Alexandre Tkatchenko is the principal investigator of a large international consortium of physicists, chemists, mathematicians and computer scientists, aiming to investigate the fundamental mechanisms of adhesion of SARS-CoV-2 coronavirus spike proteins to human cell membrane receptors. The consortium is actively looking for funding its activities with several ongoing applications for academic and industrial funding, as well as Tier-0 high performance computer resources.
Prof. Alexandre Tkatchenko explains the project in more details.
1) Could you tell us more about your background and expertise?
I am leading the Theoretical Chemical Physics group in the Department of Physics and Materials Science (DPhyMS). My group develops novel methodologies and undertakes ambitious computational projects to address fundamental and challenging aspects of systems at the intersection of physics, chemistry, and biology. The key goal of our work is to bring quantum-mechanical level of insight and accuracy to large and complex systems. This is achieved by unifying physical theories at varying spatial and temporal scales and by combining first-principles quantum methods, coarse-grained statistical approaches, as well as developing novel mathematical and computational techniques. My group includes physicists, chemists, mathematicians, and computer scientists, and we collaborate with many leading researchers across the globe.

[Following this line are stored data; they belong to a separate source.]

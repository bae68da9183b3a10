//! Hover preview widget.
//!
//! Renders an expanded read-only view of one story card: full title and
//! description, acceptance criteria (capped), and the status/priority
//! tokens. Shown after the hover delay expires, anchored near the card.

use ratatui::{
    buffer::Buffer,
    layout::Rect,
    style::{Modifier, Style},
    text::{Line, Span},
    widgets::{Block, BorderType, Borders, Clear, Paragraph, Widget, Wrap},
};
use storymap_protocol::Story;

use crate::theme::{priority_token, status_token};

/// Maximum acceptance criteria lines shown before the "+N more" suffix.
const MAX_CRITERIA: usize = 8;

/// Renders the expanded story preview to the buffer.
///
/// The caller chooses the anchor area; the preview clears whatever is
/// underneath it.
pub fn render_preview(story: &Story, area: Rect, buf: &mut Buffer) {
    if area.height < 4 || area.width < 10 {
        return;
    }

    Clear.render(area, buf);

    let status = status_token(story.status);
    let priority = priority_token(story.priority);

    let block = Block::default()
        .borders(Borders::ALL)
        .border_type(BorderType::Rounded)
        .border_style(Style::default().fg(status.color))
        .title(Span::styled(
            " Preview ",
            Style::default().add_modifier(Modifier::BOLD),
        ));
    let inner = block.inner(area);
    block.render(area, buf);

    let mut lines = vec![
        Line::from(Span::styled(
            story.title.clone(),
            Style::default().add_modifier(Modifier::BOLD),
        )),
        Line::from(vec![
            Span::styled(
                format!("{} {}", status.indicator, status.label),
                Style::default().fg(status.color),
            ),
            Span::raw("  "),
            Span::styled(
                format!("{} {}", priority.indicator, priority.label),
                Style::default().fg(priority.color),
            ),
        ]),
        Line::default(),
    ];

    if let Some(description) = &story.description {
        lines.push(Line::from(description.clone()));
        lines.push(Line::default());
    }

    if !story.acceptance_criteria.is_empty() {
        lines.push(Line::from(Span::styled(
            "Acceptance criteria",
            Style::default().add_modifier(Modifier::UNDERLINED),
        )));
        for criterion in story.acceptance_criteria.iter().take(MAX_CRITERIA) {
            lines.push(Line::from(format!("- {criterion}")));
        }
        let hidden = story.acceptance_criteria.len().saturating_sub(MAX_CRITERIA);
        if hidden > 0 {
            lines.push(Line::from(Span::styled(
                format!("+{hidden} more"),
                Style::default().add_modifier(Modifier::DIM),
            )));
        }
    }

    Paragraph::new(lines)
        .wrap(Wrap { trim: false })
        .render(inner, buf);
}

#[cfg(test)]
mod tests {
    use super::*;
    use crate::test_utils::buffer_to_string;

    fn story_with_criteria(count: usize) -> Story {
        let mut story = Story::new(1, "Checkout flow", Some(1));
        story.description = Some("Pay by card or invoice".to_string());
        story.acceptance_criteria = (1..=count).map(|i| format!("criterion {i}")).collect();
        story
    }

    fn render(story: &Story) -> String {
        let area = Rect::new(0, 0, 40, 20);
        let mut buf = Buffer::empty(area);
        render_preview(story, area, &mut buf);
        buffer_to_string(&buf)
    }

    #[test]
    fn preview_shows_title_and_description() {
        let output = render(&story_with_criteria(2));
        assert!(output.contains("Checkout flow"));
        assert!(output.contains("Pay by card or invoice"));
    }

    #[test]
    fn preview_caps_criteria_at_eight() {
        let output = render(&story_with_criteria(11));
        assert!(output.contains("criterion 8"));
        assert!(!output.contains("criterion 9"));
        assert!(output.contains("+3 more"));
    }

    #[test]
    fn preview_without_overflow_has_no_suffix() {
        let output = render(&story_with_criteria(8));
        assert!(output.contains("criterion 8"));
        assert!(!output.contains("more"));
    }

    #[test]
    fn preview_skips_missing_description() {
        let mut story = story_with_criteria(1);
        story.description = None;
        let output = render(&story);
        assert!(output.contains("Checkout flow"));
        assert!(output.contains("criterion 1"));
    }
}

2) How is your expertise relevant in the current COVID context?
The COVID-19 disease is caused by the SARS-CoV-2 coronavirus. A crucial step in the infection is the adhesion of the spike protein of SARS-CoV-2 to the ACE2 receptors located on the human cell membrane. This adhesion mechanism is similar to the previous SARS-CoV-1 coronavirus in 2003, however the current SARS-CoV-2 coronavirus is substantially more infectious. Currently, an experimentally proposed hypothesis is that the high infection rate is caused by a much increased affinity of SARS-CoV-2 spike protein to our cell receptors. However, this remains a hypothesis and the fundamental atomistic adhesion mechanisms of viruses to human cells remain largely unknown. This is where my group’s expertise is key. We have already developed state-of-the-art models to calculate adhesive forces between nanoscale objects that have been successfully used by many groups worldwide.

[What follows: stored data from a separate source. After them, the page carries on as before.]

//! Terminal user interface for the story map board.
//!
//! The UI is an Elm-ish loop: key events become
//! [`Message`](storymap_protocol::Message)s, [`App::update`] applies
//! them synchronously and may emit a backend [`Command`](app::Command),
//! and rendering is a pure function from state to buffer. Backend
//! calls, including the wireframe poll loop, run between frames.

pub mod app;
pub mod drafts;
pub mod event;
pub mod interaction;
pub mod layout;
pub mod state;
pub mod terminal;
pub mod theme;
pub mod virtualize;
pub mod widgets;

#[cfg(test)]
pub(crate) mod test_utils;

pub use app::{App, Command};
pub use state::{AppState, Focus, Toast};
//! Integration tests for the storymap-config crate.

use std::fs;

use storymap_config::{BoardConfig, Config, WireframePolling};
use tempfile::TempDir;

#[test]
fn config_load_from_json5_file() {
    let dir = TempDir::new().unwrap();
    let config_path = dir.path().join("storymap.json5");

    fs::write(
        &config_path,
        r#"
        {
            // Local development backend
            api: {
                base_url: 'http://localhost:8000',
                project_id: 7,
                token: 'eyJ_session',
            },
            polling: {
                initial_delay_ms: 800,
                interval_ms: 2000,
            },
            board: {
                virtualize_threshold: 15,
                column_width: 30,
            },
        }
        "#,
    )
    .unwrap();

    let config = Config::load_from(&config_path).unwrap();

    assert_eq!(config.api.base_url.as_deref(), Some("http://localhost:8000"));
    assert_eq!(config.api.project_id, Some(7));
    assert_eq!(config.api.token.as_deref(), Some("eyJ_session"));
    assert_eq!(config.polling.initial_delay_ms, 800);
    assert_eq!(config.polling.interval_ms, 2000);
    assert_eq!(config.board.virtualize_threshold, 15);
    assert_eq!(config.board.column_width, 30);
    // Unset board fields keep their defaults.
    assert_eq!(config.board.card_height, BoardConfig::default().card_height);
    assert!(config.has_backend());
}

#[test]
fn config_save_and_reload() {
    let dir = TempDir::new().unwrap();
    let config_path = dir.path().join("config.json");

    let mut original = Config::new();
    original.api.base_url = Some("https://maps.example.com".to_string());
    original.api.project_id = Some(3);
    original.polling = WireframePolling::new(500, 3000);
    original.board.max_visible_rows = 8;

    original.save_to(&config_path).unwrap();
    let loaded = Config::load_from(&config_path).unwrap();

    assert_eq!(loaded, original);
}

#[test]
fn config_load_nonexistent_file_fails() {
    let result = Config::load_from("/nonexistent/path/storymap.json");
    assert!(result.is_err());
}

#[test]
fn config_load_rejects_invalid_polling() {
    let dir = TempDir::new().unwrap();
    let config_path = dir.path().join("storymap.json5");

    fs::write(
        &config_path,
        r"{ polling: { initial_delay_ms: 10, interval_ms: 10 } }",
    )
    .unwrap();

    assert!(Config::load_from(&config_path).is_err());
}

#[test]
fn config_load_rejects_invalid_base_url() {
    let dir = TempDir::new().unwrap();
    let config_path = dir.path().join("storymap.json5");

    fs::write(&config_path, r"{ api: { base_url: 'localhost:8000' } }").unwrap();

    assert!(Config::load_from(&config_path).is_err());
}

#[test]
fn saved_config_omits_unset_secrets() {
    let dir = TempDir::new().unwrap();
    let config_path = dir.path().join("config.json");

    Config::new().save_to(&config_path).unwrap();
    let written = fs::read_to_string(&config_path).unwrap();

    assert!(!written.contains("token"));
    assert!(!written.contains("base_url"));
}

#[test]
fn save_creates_parent_directories() {
    let dir = TempDir::new().unwrap();
    let config_path = dir.path().join("nested").join("dir").join("config.json");

    Config::new().save_to(&config_path).unwrap();
    assert!(config_path.exists());
}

However, studying the adhesion mechanism between SARS-CoV-2 and ACE2 receptors in atomistic detail presents a wealth of new challenges for us: the systems are much larger containing hundreds of thousands of atoms, the adhesive interface region is dynamic involving the possible flow of water, and many possible adhesion scenarios are possible and must be considered in their fully atomistic picture. All these challenges call for a truly interdisciplinary and multiscale approach for understanding the coronavirus adhesion mechanism. This project has implications for the current COVID-19 pandemic, but will also provide the missing fundamental understanding of how viruses interact with human cell receptors in the long term.
3) What is your specific role in ongoing COVID projects?

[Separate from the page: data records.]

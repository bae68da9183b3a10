//! TUI message types for event handling.
//!
//! This module defines the message enum used for communication between
//! the TUI input handler and the application state.

use serde::{Deserialize, Serialize};

/// Messages that represent user actions in the TUI.
///
/// These messages are produced by the input handler and consumed by
/// the application to update state and trigger backend operations.
///
/// # Examples
///
/// ```
/// use storymap_protocol::Message;
///
/// let msg = Message::CycleStatus;
/// assert!(!msg.is_navigation());
/// ```
#[derive(Debug, Clone, Copy, PartialEq, Eq, Hash, Serialize, Deserialize)]
#[serde(rename_all = "snake_case")]
pub enum Message {
    /// Move the column cursor left.
    NavigateLeft,
    /// Move the column cursor right.
    NavigateRight,
    /// Move the card selection up within the current cell.
    NavigateUp,
    /// Move the card selection down within the current cell.
    NavigateDown,
    /// Move the row cursor to the previous release.
    PrevRelease,
    /// Move the row cursor to the next release.
    NextRelease,
    /// Select the currently highlighted item.
    Select,
    /// Contextual cancel: drop a drag, close a panel, clear selection.
    Escape,
    /// Go back to the previous view.
    Back,
    /// Advance the selected story's status one step in the cycle.
    CycleStatus,
    /// Pick up the selected card, or drop a card already in hand.
    Grab,
    /// Delete the selected story.
    DeleteStory,
    /// Open the add-card form for the current cell.
    OpenAddForm,
    /// Append a character to the focused draft field.
    Input(char),
    /// Delete the last character of the focused draft field.
    DeleteChar,
    /// Move focus to the next draft field.
    NextField,
    /// Submit the current cell's draft.
    SubmitDraft,
    /// Toggle the filter panel.
    ToggleFilterPanel,
    /// Clear all active filters.
    ResetFilters,
    /// Toggle the wireframe panel.
    ToggleWireframePanel,
    /// Request wireframe generation for the project.
    GenerateWireframe,
    /// Re-fetch the project from the backend.
    Refresh,
    /// Toggle the help overlay.
    ToggleHelp,
    /// Quit the application.
    Quit,
}

impl Message {
    /// Returns `true` if this message is a navigation action.
    ///
    /// # Examples
    ///
    /// ```
    /// use storymap_protocol::Message;
    ///
    /// assert!(Message::NavigateLeft.is_navigation());
    /// assert!(Message::NextRelease.is_navigation());
    /// assert!(!Message::Grab.is_navigation());
    /// ```
    #[must_use]
    pub const fn is_navigation(self) -> bool {
        matches!(
            self,
            Self::NavigateLeft
                | Self::NavigateRight
                | Self::NavigateUp
                | Self::NavigateDown
                | Self::PrevRelease
                | Self::NextRelease
        )
    }

    /// Returns `true` if this message edits draft form text.
    #[must_use]
    pub const fn is_text_edit(self) -> bool {
        matches!(self, Self::Input(_) | Self::DeleteChar | Self::NextField)
    }

    /// Returns `true` if this message should terminate the application.
    #[must_use]
    pub const fn is_terminating(self) -> bool {
        matches!(self, Self::Quit)
    }
}

#[cfg(test)]
mod tests {
    use super::*;

    #[test]
    fn navigation_detection() {
        assert!(Message::NavigateLeft.is_navigation());
        assert!(Message::NavigateRight.is_navigation());
        assert!(Message::NavigateUp.is_navigation());
        assert!(Message::NavigateDown.is_navigation());
        assert!(Message::PrevRelease.is_navigation());
        assert!(Message::NextRelease.is_navigation());
        assert!(!Message::Select.is_navigation());
        assert!(!Message::CycleStatus.is_navigation());
    }

    #[test]
    fn text_edit_detection() {
        assert!(Message::Input('x').is_text_edit());
        assert!(Message::DeleteChar.is_text_edit());
        assert!(Message::NextField.is_text_edit());
        assert!(!Message::SubmitDraft.is_text_edit());
    }

    #[test]
    fn terminating_detection() {
        assert!(Message::Quit.is_terminating());
        assert!(!Message::Escape.is_terminating());
    }

    #[test]
    fn serialization_roundtrip() {
        let messages = [
            Message::NavigateLeft,
            Message::NextRelease,
            Message::CycleStatus,
            Message::Grab,
            Message::Input('a'),
            Message::GenerateWireframe,
            Message::Quit,
        ];

        for msg in messages {
            let json = serde_json::to_string(&msg).expect("serialize");
            let parsed: Message = serde_json::from_str(&json).expect("deserialize");
            assert_eq!(msg, parsed);
        }
    }
}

In collaboration with many other leading research groups in Luxembourg and worldwide, since March 2020 we have started to build computational models for studying the adhesion mechanism between SARS-CoV-2 spike protein and ACE2 human cell receptors.
At this moment we have already identified several adhesion motifs (see Figure) and we are about to start quantum-mechanical calculations to estimate the free energy of adhesion. We expect first results to be obtained in the course of summer 2020.
4) Could you tell us more about your collaborators?
This project lies within the Physics Meets Biology efforts, under the initiative Complex Living Systems. The work is done by two PhD students in my group (Martin Stoehr and Justin Diamond) in collaboration with Dr. Thais Arns and the group of Alexander Skupin at the Luxembourg Centre for Systems Biomedicine (LCSB), who is already involved in a number of ongoing projects under the COVID-19 initiative in Luxembourg. In addition, our project requires state-of-the-art high performance computing and machine learning expertise.
This is provided by a strong collaboration with the group of Prof. Klaus-Robert Mueller at TU Berlin and Google Brain Berlin. Finally, the group of Prof. Sameer Varma from the University of South Florida, provides the much needed expertise on molecular dynamics and protein-protein interactions.